Sem sair do mesmo corredor do supermercado, encontramos (ao lado dos probióticos) os populares alimentos bioativos. Também há estudos sobre isso. Desta vez, os investigadores estudaram o método tradicional português de fazer queijo (outra vez o queijo) que usa soro de leite e a enzima do cardo para coalhar o leite. O soro de leite que sobra do fabrico do queijo é um excedente que muitas vezes acaba por ser despejado nos campos ou linhas de água. Xavier Malcata e Tânia Tavares, investigadora na FEUP, usaram este “desperdício” de soro de leite para “cozinhar” um produto de valor acrescentado (os chamados “alimentos funcionais”). Da mistura do soro de leite com o cardo nasceram umas minúsculas proteínas (chamadas “péptidos”) que podem ser misturadas (microencapsuladas) em bebidas e
que, segundo testes realizados em ratinhos, têm um efeito protetor da hipertensão arterial, bem como propriedades antiulcerogénicas e anti-inflamatórias. O produto que pode fazer parte de um alimento funcional já está patenteado.

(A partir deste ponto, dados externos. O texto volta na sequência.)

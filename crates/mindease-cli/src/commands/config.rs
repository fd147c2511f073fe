use clap::Subcommand;
use mindease_core::Config;

#[derive(Subcommand)]
pub enum ConfigAction {
    /// Get a config value
    Get {
        /// Config key (e.g. "breathing.exhale_secs", "sound.default_enabled")
        key: String,
    },
    /// Set a config value
    Set {
        /// Config key
        key: String,
        /// New value
        value: String,
    },
    /// List all config values
    List,
    /// Reset config to defaults
    Reset,
}

pub fn run(action: ConfigAction) -> Result<(), Box<dyn std::error::Error>> {
    match action {
        ConfigAction::Get { key } => {
            let config = Config::load()?;
            match config.get(&key) {
                Some(value) => println!("{value}"),
                None => return Err(format!("unknown key: {key}").into()),
            }
        }
        ConfigAction::Set { key, value } => {
            let mut config = Config::load()?;
            config.set(&key, &value)?;
            println!("ok");
        }
        ConfigAction::List => {
            let config = Config::load()?;
            let json = serde_json::to_string_pretty(&config)?;
            println!("{json}");
        }
        ConfigAction::Reset => {
            let config = Config::default();
            config.save()?;
            println!("config reset to defaults");
        }
    }
    Ok(())
}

 A propósito de alimentos que protegem o estômago, uma equipa de investigadores da Universidade de Coimbra também comprovou que toda a dieta mediterrânica com os seus vegetais verdes e o vinho, entre outros ingredientes, desencadeia uma série de reações químicas que são benéficas, evitando o desenvolvimento de úlceras.

A verdade é que algumas das conclusões dos cientistas apenas parecem confirmar o que muitas avós dizem há muito tempo. “Temos um cofre cheio com um tesouro, mas não sabemos bem o que está lá dentro. E aí a ciência é muito importante. É preciso saber o que temos e cruzar esse conhecimento com o que sabem as velhinhas com as suas mezinhas”, defende André Magalhães. Enquanto esperamos por mais ciência, será melhor manter os produtos tradicionais portugueses no prato. Pela nossa saúde. Ou, como um dia terá dito Hipócrates: “Que a comida seja teu alimento e o alimento tua medicina.”